3.3: Enthalpy within the Cell
Enthalpy (H) is used to describe the thermodynamics of chemical and physical processes. Enthalpy is defined as the sum of a system's internal energy (U) and the mathematical product of its pressure (P) and volume (V):
H = U + PV
Enthalpy is also a state function. Enthalpy values for specific substances cannot be measured directly; only enthalpy changes for chemical or physical processes can be determined. For processes that take place at constant pressure (a common condition for many chemical and physical changes), the enthalpy change (ΔH) is:
ΔH = ΔU + PΔV
The heat given off when you operate a Bunsen burner is equal to the enthalpy change of the methane combustion reaction that takes place, since it occurs at the essentially constant pressure of the atmosphere. A negative value of an enthalpy change, ΔH < 0, indicates an exothermic reaction; a positive value, ΔH > 0, indicates an endothermic reaction.

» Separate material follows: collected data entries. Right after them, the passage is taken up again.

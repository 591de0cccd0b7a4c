use crate::prelude::*;

/* #region helpers */

/// Add `E[a, a] - E[i, i]` to the diagonal of `[nov, nov]`.
fn add_orbital_energy_differences(a_mat: &mut Tsr, e_mo: &Tsr, nocc: usize) {
    let e_diag = e_mo.diagonal(None);
    // d_ov[i, a] = E[a + nocc, a + nocc] - E[i, i]
    let nvirt = e_diag.size() - nocc;
    let d_ov = e_diag.i((None, nocc..)) - e_diag.i((..nocc, None));
    *&mut a_mat.diagonal_mut(None) += d_ov.into_shape([nocc * nvirt]);
}

/* #endregion */

/* #region closed-shell A and B */

/// Form the A (CIS) matrix for RPA in the MO basis. [singlet]
///
/// `A[ia, jb] = <aj||ib> = 2 (ai|jb) - (ab|ji)`, plus the virtual-occupied
/// orbital energy difference on the diagonal.
pub fn form_rpa_a_matrix_mo_singlet(e_mo: &Tsr, tei_mo: &Tsr, nocc: usize) -> Result<Tsr> {
    let (nocc, nvirt) = util::check_mo_shapes(e_mo, tei_mo, nocc)?;
    let nov = nocc * nvirt;
    let (so, sv) = (slice!(0, nocc), slice!(nocc, nocc + nvirt));

    // (ai|jb): [a, i, j, b] -> [i, a, j, b]
    // (ab|ji): [a, b, j, i] -> [i, a, j, b]
    let eri_aijb = tei_mo.i((sv, so, so, sv));
    let eri_abji = tei_mo.i((sv, sv, so, so));
    let a_iajb: Tsr = 2.0_f64 * eri_aijb.transpose((1, 0, 2, 3)) - eri_abji.transpose((3, 0, 2, 1));
    let mut a_mat = a_iajb.into_shape([nov, nov]);
    add_orbital_energy_differences(&mut a_mat, e_mo, nocc);
    Ok(a_mat)
}

/// Form the A (CIS) matrix for RPA in the MO basis. [triplet]
///
/// `A[ia, jb] = - (ab|ji)`, plus the orbital energy difference on the diagonal.
pub fn form_rpa_a_matrix_mo_triplet(e_mo: &Tsr, tei_mo: &Tsr, nocc: usize) -> Result<Tsr> {
    let (nocc, nvirt) = util::check_mo_shapes(e_mo, tei_mo, nocc)?;
    let nov = nocc * nvirt;
    let (so, sv) = (slice!(0, nocc), slice!(nocc, nocc + nvirt));

    let eri_abji = tei_mo.i((sv, sv, so, so));
    let a_iajb: Tsr = -eri_abji.transpose((3, 0, 2, 1));
    let mut a_mat = a_iajb.into_shape([nov, nov]);
    add_orbital_energy_differences(&mut a_mat, e_mo, nocc);
    Ok(a_mat)
}

/// Form the B matrix for RPA in the MO basis. [singlet]
///
/// `B[ia, jb] = <ab||ij> = 2 (ai|bj) - (aj|bi)`.
pub fn form_rpa_b_matrix_mo_singlet(tei_mo: &Tsr, nocc: usize) -> Result<Tsr> {
    let (nocc, nvirt) = util::check_tei_shape(tei_mo, nocc)?;
    let nov = nocc * nvirt;
    let (so, sv) = (slice!(0, nocc), slice!(nocc, nocc + nvirt));

    // both terms read the [v, o, v, o] block
    // (ai|bj): [a, i, b, j] -> [i, a, j, b]
    // (aj|bi): [a, j, b, i] -> [i, a, j, b]
    let eri_vovo = tei_mo.i((sv, so, sv, so));
    let b_iajb: Tsr = 2.0_f64 * eri_vovo.transpose((1, 0, 3, 2)) - eri_vovo.transpose((3, 0, 1, 2));
    Ok(b_iajb.into_shape([nov, nov]))
}

/// Form the B matrix for RPA in the MO basis. [triplet]
///
/// `B[ia, jb] = - (aj|bi)`.
pub fn form_rpa_b_matrix_mo_triplet(tei_mo: &Tsr, nocc: usize) -> Result<Tsr> {
    let (nocc, nvirt) = util::check_tei_shape(tei_mo, nocc)?;
    let nov = nocc * nvirt;
    let (so, sv) = (slice!(0, nocc), slice!(nocc, nocc + nvirt));

    let eri_vovo = tei_mo.i((sv, so, sv, so));
    let b_iajb: Tsr = -eri_vovo.transpose((3, 0, 1, 2));
    Ok(b_iajb.into_shape([nov, nov]))
}

/* #endregion */

/* #region spin blocks */

/// Same-spin block of the unrestricted A matrix.
///
/// `A[ia, jb] = (ai|jb) - (ab|ji)`, plus the orbital energy difference on the diagonal.
pub fn form_rpa_a_matrix_mo_singlet_ss(e_mo: &Tsr, tei_mo: &Tsr, nocc: usize) -> Result<Tsr> {
    let (nocc, nvirt) = util::check_mo_shapes(e_mo, tei_mo, nocc)?;
    let nov = nocc * nvirt;
    let (so, sv) = (slice!(0, nocc), slice!(nocc, nocc + nvirt));

    let eri_aijb = tei_mo.i((sv, so, so, sv));
    let eri_abji = tei_mo.i((sv, sv, so, so));
    let a_iajb: Tsr = eri_aijb.transpose((1, 0, 2, 3)) - eri_abji.transpose((3, 0, 2, 1));
    let mut a_mat = a_iajb.into_shape([nov, nov]);
    add_orbital_energy_differences(&mut a_mat, e_mo, nocc);
    Ok(a_mat)
}

/// Opposite-spin block of the unrestricted A matrix, `A[i_x a_x, j_y b_y] = (a_x i_x|j_y b_y)`.
pub fn form_rpa_a_matrix_mo_singlet_os(tei_mo_xxyy: &Tsr, nocc_x: usize, nocc_y: usize) -> Result<Tsr> {
    let (nvirt_x, nvirt_y) = util::check_tei_shape_xxyy(tei_mo_xxyy, nocc_x, nocc_y)?;
    let (so_x, sv_x) = (slice!(0, nocc_x), slice!(nocc_x, nocc_x + nvirt_x));
    let (so_y, sv_y) = (slice!(0, nocc_y), slice!(nocc_y, nocc_y + nvirt_y));

    let eri_aijb = tei_mo_xxyy.i((sv_x, so_x, so_y, sv_y));
    let a_iajb = eri_aijb.transpose((1, 0, 2, 3)).into_contig(RowMajor);
    Ok(a_iajb.into_shape([nocc_x * nvirt_x, nocc_y * nvirt_y]))
}

/// Same-spin block of the unrestricted B matrix, `B[ia, jb] = (ai|bj) - (aj|bi)`.
pub fn form_rpa_b_matrix_mo_singlet_ss(tei_mo: &Tsr, nocc: usize) -> Result<Tsr> {
    let (nocc, nvirt) = util::check_tei_shape(tei_mo, nocc)?;
    let nov = nocc * nvirt;
    let (so, sv) = (slice!(0, nocc), slice!(nocc, nocc + nvirt));

    let eri_vovo = tei_mo.i((sv, so, sv, so));
    let b_iajb: Tsr = eri_vovo.transpose((1, 0, 3, 2)) - eri_vovo.transpose((3, 0, 1, 2));
    Ok(b_iajb.into_shape([nov, nov]))
}

/// Opposite-spin block of the unrestricted B matrix, `B[i_x a_x, j_y b_y] = (a_x i_x|b_y j_y)`.
pub fn form_rpa_b_matrix_mo_singlet_os(tei_mo_xxyy: &Tsr, nocc_x: usize, nocc_y: usize) -> Result<Tsr> {
    let (nvirt_x, nvirt_y) = util::check_tei_shape_xxyy(tei_mo_xxyy, nocc_x, nocc_y)?;
    let (so_x, sv_x) = (slice!(0, nocc_x), slice!(nocc_x, nocc_x + nvirt_x));
    let (so_y, sv_y) = (slice!(0, nocc_y), slice!(nocc_y, nocc_y + nvirt_y));

    let eri_aibj = tei_mo_xxyy.i((sv_x, so_x, sv_y, so_y));
    let b_iajb = eri_aibj.transpose((1, 0, 3, 2)).into_contig(RowMajor);
    Ok(b_iajb.into_shape([nocc_x * nvirt_x, nocc_y * nvirt_y]))
}

/* #endregion */

/* #region assembled response matrices */

/// Closed-shell A and B for the requested Hamiltonian and spin symmetry.
///
/// Under the Tamm-Dancoff approximation B is returned as zeros.
pub fn form_rpa_matrices(
    e_mo: &Tsr,
    tei_mo: &Tsr,
    nocc: usize,
    hamiltonian: Hamiltonian,
    spin: Spin,
) -> Result<(Tsr, Tsr)> {
    let timer = std::time::Instant::now();

    let a_mat = match spin {
        Spin::Singlet => form_rpa_a_matrix_mo_singlet(e_mo, tei_mo, nocc)?,
        Spin::Triplet => form_rpa_a_matrix_mo_triplet(e_mo, tei_mo, nocc)?,
    };
    let b_mat = match (hamiltonian, spin) {
        (Hamiltonian::Tda, _) => a_mat.zeros_like(),
        (Hamiltonian::Rpa, Spin::Singlet) => form_rpa_b_matrix_mo_singlet(tei_mo, nocc)?,
        (Hamiltonian::Rpa, Spin::Triplet) => form_rpa_b_matrix_mo_triplet(tei_mo, nocc)?,
    };

    log::info!("Time elapsed (A/B {hamiltonian} {spin}, nov = {}): {:?}", a_mat.shape()[0], timer.elapsed());
    Ok((a_mat, b_mat))
}

/// Spin-blocked A and B for an unrestricted reference.
///
/// The compound index runs over all alpha excitations first, then all beta
/// excitations. `tei_mo_aabb` is `(p_a q_a|r_b s_b)`; its `bbaa` partner is
/// the transpose, so the off-diagonal blocks are `A_ab` and `A_ab^T`.
#[allow(clippy::too_many_arguments)]
pub fn form_rpa_matrices_unrestricted(
    e_mo_a: &Tsr,
    e_mo_b: &Tsr,
    tei_mo_aaaa: &Tsr,
    tei_mo_aabb: &Tsr,
    tei_mo_bbbb: &Tsr,
    nocc_a: usize,
    nocc_b: usize,
    hamiltonian: Hamiltonian,
) -> Result<(Tsr, Tsr)> {
    let timer = std::time::Instant::now();

    let a_aa = form_rpa_a_matrix_mo_singlet_ss(e_mo_a, tei_mo_aaaa, nocc_a)?;
    let a_bb = form_rpa_a_matrix_mo_singlet_ss(e_mo_b, tei_mo_bbbb, nocc_b)?;
    let a_ab = form_rpa_a_matrix_mo_singlet_os(tei_mo_aabb, nocc_a, nocc_b)?;
    ensure!(
        a_ab.shape()[0] == a_aa.shape()[0] && a_ab.shape()[1] == a_bb.shape()[0],
        "opposite-spin integrals do not match the same-spin orbital spaces"
    );

    let a_mat = assemble_spin_blocks(&a_aa, &a_ab, &a_bb);
    let b_mat = match hamiltonian {
        Hamiltonian::Tda => a_mat.zeros_like(),
        Hamiltonian::Rpa => {
            let b_aa = form_rpa_b_matrix_mo_singlet_ss(tei_mo_aaaa, nocc_a)?;
            let b_bb = form_rpa_b_matrix_mo_singlet_ss(tei_mo_bbbb, nocc_b)?;
            let b_ab = form_rpa_b_matrix_mo_singlet_os(tei_mo_aabb, nocc_a, nocc_b)?;
            assemble_spin_blocks(&b_aa, &b_ab, &b_bb)
        },
    };

    log::info!("Time elapsed (unrestricted A/B {hamiltonian}): {:?}", timer.elapsed());
    Ok((a_mat, b_mat))
}

fn assemble_spin_blocks(m_aa: &Tsr, m_ab: &Tsr, m_bb: &Tsr) -> Tsr {
    let nov_a = m_aa.shape()[0];
    let nov_b = m_bb.shape()[0];
    let n = nov_a + nov_b;
    let mut mat: Tsr = rt::zeros(([n, n], m_aa.device()));
    mat.i_mut((..nov_a, ..nov_a)).assign(m_aa);
    mat.i_mut((..nov_a, nov_a..)).assign(m_ab);
    mat.i_mut((nov_a.., ..nov_a)).assign(m_ab.t());
    mat.i_mut((nov_a.., nov_a..)).assign(m_bb);
    mat
}

/* #endregion */

#[cfg(test)]
pub(crate) mod test {
    use super::*;

    /// Positive-definite ERIs with 8-fold symmetry, `(pq|rs) = sum_P L[P,pq] L[P,rs]`.
    pub(crate) fn fake_tei(norb: usize, naux: usize, seed: f64) -> Tsr {
        let device = DeviceTsr::default();
        let mut l_pq: Tsr = rt::zeros(([naux, norb, norb], &device));
        for p in 0..naux {
            for q in 0..norb {
                for r in 0..=q {
                    let val = ((p * 31 + q * 7 + r * 3) as f64 * seed).sin() / (1.0 + (q + r) as f64);
                    l_pq[[p, q, r]] = val;
                    l_pq[[p, r, q]] = val;
                }
            }
        }
        let l_flat = l_pq.reshape([naux, norb * norb]);
        (l_flat.t() % &l_flat).into_shape([norb, norb, norb, norb])
    }

    pub(crate) fn fake_e_mo(norb: usize, nocc: usize) -> Tsr {
        let device = DeviceTsr::default();
        let mut e_mo: Tsr = rt::zeros(([norb, norb], &device));
        for p in 0..norb {
            e_mo[[p, p]] = if p < nocc { -1.0 + 0.1 * p as f64 } else { 0.2 + 0.15 * p as f64 };
        }
        // off-diagonal entries never reach A
        e_mo[[0, norb - 1]] = 0.3;
        e_mo[[norb - 1, 0]] = 0.3;
        e_mo
    }

    fn diff_norm(x: &Tsr, y: &Tsr) -> f64 {
        (x - y).l2_norm()
    }

    #[test]
    fn test_tensor_forms_match_loops() {
        let (norb, nocc) = (7, 3);
        let tei = fake_tei(norb, 5, 0.61);
        let e_mo = fake_e_mo(norb, nocc);

        let pairs = [
            (form_rpa_a_matrix_mo_singlet(&e_mo, &tei, nocc), rpa_slow::form_rpa_a_matrix_mo_singlet(&e_mo, &tei, nocc)),
            (form_rpa_a_matrix_mo_triplet(&e_mo, &tei, nocc), rpa_slow::form_rpa_a_matrix_mo_triplet(&e_mo, &tei, nocc)),
            (form_rpa_b_matrix_mo_singlet(&tei, nocc), rpa_slow::form_rpa_b_matrix_mo_singlet(&tei, nocc)),
            (form_rpa_b_matrix_mo_triplet(&tei, nocc), rpa_slow::form_rpa_b_matrix_mo_triplet(&tei, nocc)),
            (
                form_rpa_a_matrix_mo_singlet_ss(&e_mo, &tei, nocc),
                rpa_slow::form_rpa_a_matrix_mo_singlet_ss(&e_mo, &tei, nocc),
            ),
            (form_rpa_b_matrix_mo_singlet_ss(&tei, nocc), rpa_slow::form_rpa_b_matrix_mo_singlet_ss(&tei, nocc)),
        ];
        for (fast, slow) in pairs {
            let (fast, slow) = (fast.unwrap(), slow.unwrap());
            assert_eq!(fast.shape().to_vec(), vec![12, 12]);
            assert!(diff_norm(&fast, &slow) < 1e-12);
        }
    }

    #[test]
    fn test_opposite_spin_blocks_match_loops() {
        let (norb_x, norb_y, nocc_x, nocc_y) = (6, 5, 3, 2);
        let tei = fake_tei(norb_x.max(norb_y), 4, 0.43);
        // take a rectangular [nx, nx, ny, ny] corner
        let tei_xxyy = tei.i((..norb_x, ..norb_x, ..norb_y, ..norb_y)).into_contig(RowMajor);

        let a_fast = form_rpa_a_matrix_mo_singlet_os(&tei_xxyy, nocc_x, nocc_y).unwrap();
        let a_slow = rpa_slow::form_rpa_a_matrix_mo_singlet_os(&tei_xxyy, nocc_x, nocc_y).unwrap();
        assert_eq!(a_fast.shape().to_vec(), vec![9, 6]);
        assert!(diff_norm(&a_fast, &a_slow) < 1e-12);

        let b_fast = form_rpa_b_matrix_mo_singlet_os(&tei_xxyy, nocc_x, nocc_y).unwrap();
        let b_slow = rpa_slow::form_rpa_b_matrix_mo_singlet_os(&tei_xxyy, nocc_x, nocc_y).unwrap();
        assert!(diff_norm(&b_fast, &b_slow) < 1e-12);
    }

    #[test]
    fn test_spin_adaptation() {
        // identical alpha and beta orbitals: singlet = ss + os, triplet = ss - os
        let (norb, nocc) = (6, 2);
        let tei = fake_tei(norb, 6, 0.29);
        let e_mo = fake_e_mo(norb, nocc);

        let a_ss = form_rpa_a_matrix_mo_singlet_ss(&e_mo, &tei, nocc).unwrap();
        let a_os = form_rpa_a_matrix_mo_singlet_os(&tei, nocc, nocc).unwrap();
        let b_ss = form_rpa_b_matrix_mo_singlet_ss(&tei, nocc).unwrap();
        let b_os = form_rpa_b_matrix_mo_singlet_os(&tei, nocc, nocc).unwrap();

        let a_singlet = form_rpa_a_matrix_mo_singlet(&e_mo, &tei, nocc).unwrap();
        let a_triplet = form_rpa_a_matrix_mo_triplet(&e_mo, &tei, nocc).unwrap();
        let b_singlet = form_rpa_b_matrix_mo_singlet(&tei, nocc).unwrap();
        let b_triplet = form_rpa_b_matrix_mo_triplet(&tei, nocc).unwrap();

        assert!(diff_norm(&a_singlet, &(&a_ss + &a_os)) < 1e-12);
        assert!(diff_norm(&a_triplet, &(&a_ss - &a_os)) < 1e-12);
        assert!(diff_norm(&b_singlet, &(&b_ss + &b_os)) < 1e-12);
        assert!(diff_norm(&b_triplet, &(&b_ss - &b_os)) < 1e-12);
    }

    #[test]
    fn test_symmetry_and_singlet_triplet_gap() {
        let (norb, nocc) = (7, 3);
        let tei = fake_tei(norb, 5, 0.77);
        let e_mo = fake_e_mo(norb, nocc);

        for spin in [Spin::Singlet, Spin::Triplet] {
            let (a_mat, b_mat) = form_rpa_matrices(&e_mo, &tei, nocc, Hamiltonian::Rpa, spin).unwrap();
            assert!(diff_norm(&a_mat, &a_mat.t().to_owned()) < 1e-12);
            assert!(diff_norm(&b_mat, &b_mat.t().to_owned()) < 1e-12);
        }

        // A_singlet - A_triplet = 2 (ai|jb) is a Gram matrix
        let (a_s, _) = form_rpa_matrices(&e_mo, &tei, nocc, Hamiltonian::Tda, Spin::Singlet).unwrap();
        let (a_t, b_t) = form_rpa_matrices(&e_mo, &tei, nocc, Hamiltonian::Tda, Spin::Triplet).unwrap();
        assert_eq!(b_t.l2_norm(), 0.0);
        let gap = &a_s - &a_t;
        let (w, _): (Tsr, Tsr) = rt::linalg::eigh(gap.view()).into();
        assert!(w.to_vec().into_iter().all(|x| x > -1e-10));
    }

    #[test]
    fn test_unrestricted_blocks() {
        let (norb, nocc_a, nocc_b) = (6, 3, 2);
        let tei = fake_tei(norb, 5, 0.51);
        let e_a = fake_e_mo(norb, nocc_a);
        let e_b = fake_e_mo(norb, nocc_b);

        let (a_mat, b_mat) =
            form_rpa_matrices_unrestricted(&e_a, &e_b, &tei, &tei, &tei, nocc_a, nocc_b, Hamiltonian::Rpa).unwrap();
        let (nov_a, nov_b) = (9, 8);
        assert_eq!(a_mat.shape().to_vec(), vec![nov_a + nov_b, nov_a + nov_b]);
        assert!(diff_norm(&a_mat, &a_mat.t().to_owned()) < 1e-12);
        assert!(diff_norm(&b_mat, &b_mat.t().to_owned()) < 1e-12);

        let a_bb = form_rpa_a_matrix_mo_singlet_ss(&e_b, &tei, nocc_b).unwrap();
        let a_bb_block = a_mat.i((nov_a.., nov_a..)).to_owned();
        assert!(diff_norm(&a_bb_block, &a_bb) < 1e-14);

        let a_ab = form_rpa_a_matrix_mo_singlet_os(&tei, nocc_a, nocc_b).unwrap();
        let a_ab_block = a_mat.i((..nov_a, nov_a..)).to_owned();
        assert!(diff_norm(&a_ab_block, &a_ab) < 1e-14);

        let wrong = fake_tei(norb - 1, 5, 0.51);
        let res = form_rpa_matrices_unrestricted(&e_a, &e_b, &tei, &wrong, &tei, nocc_a, nocc_b, Hamiltonian::Tda);
        assert!(res.is_err());
    }
}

The ΔH and the change in free energy, called delta G (∆G), is related by the following equation, which is known as Gibbs Helmholtz equation;
ΔG = ΔH − TΔS
We generally calculate standard pH, temperature, and pressure conditions at pH 7.0 in biological systems, 25 degrees Celsius, and 100 kilopascals (1 atm pressure), respectively. Note that cellular conditions vary considerably from these standard conditions, and so standard calculated ∆G values for biological reactions will be different inside the cell.